Danny Barnes’ Banjonics Chronicles (with Dave Matthews, Bill Frisell and Some ‘Crazy-Ass Music Fans’)
“I do my writing on the banjo, although it all really starts with poetry,” explains Danny Barnes, as he muses over the origins of his new album, Man on Fire. “What I’m best at is the poetry part, and the banjo is the way illustrate it. So I start with the libretto and then use the banjo to bring it to life.”
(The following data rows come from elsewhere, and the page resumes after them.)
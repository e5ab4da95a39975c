//! Semantic HTML table rendering for listful
//!
//! Renders record collections as semantic `<table>` markup: column
//! groups, alternating row classes, row controls and sortable column
//! headers. The sort state itself — parsing, toggling and re-encoding
//! the `order[<table>][]` query parameters — lives in `listful-sort`;
//! this crate wires it into anchor tags.
//!
//! # Example
//!
//! ```rust
//! use listful_sort::RequestParams;
//! use listful_tables::{Column, ListOptions, SemanticList};
//!
//! struct User {
//!     login: String,
//!     email: String,
//! }
//!
//! let users = vec![User {
//!     login: "ada".to_string(),
//!     email: "ada@example.com".to_string(),
//! }];
//!
//! let html = SemanticList::new(
//!     &users,
//!     RequestParams::from_query_str("page=1"),
//!     ListOptions::new().as_name("user").class("user-list"),
//! )
//! .column(Column::new(|u: &User, _| u.login.clone()).title("Login").sort("login"))
//! .column(Column::new(|u: &User, _| u.email.clone()).title("Email"))
//! .render()
//! .unwrap();
//!
//! assert!(html.contains("semantic-list"));
//! ```

#![warn(missing_docs)]
#![warn(rustdoc::broken_intra_doc_links)]

pub mod builder;
pub mod error;
pub mod markup;
pub mod options;

// Re-exports for convenience
pub use builder::{Column, ColumnGroup, SemanticList};
pub use error::{Result, TableError};
pub use markup::Tag;
pub use options::ListOptions;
With Man on Fire, he brought his latest batch of songs to life alongside a stellar team of players: John Paul Jones on bass and mandolin, Bill Frisell on guitar and Matt Chamberlain on drums. In addition, Dave Matthews, who serves as the album’s executive producer, contributed vocals and Wurtlizer. Barnes hails his collaborators on the new record, acknowledging, “There’s a small group of these guys that I trust. I’ll say to them: ‘Hey, is this something?’ I know that what they tell me is going to be really important. The trouble with doing music is that everybody’s a critic, so you get a lot of really crappy information. That can also happen if you play in a bar. People are there to get drunk— they’re not the best judges of your music. If you start playing to that audience and trying to entertain people who are kind of loaded, it changes the music. It makes the music less interesting because it’s like shaking keys in front of a baby. You’re changing your music based on a preexisting condition, and that doesn’t necessarily lead to the best stuff.”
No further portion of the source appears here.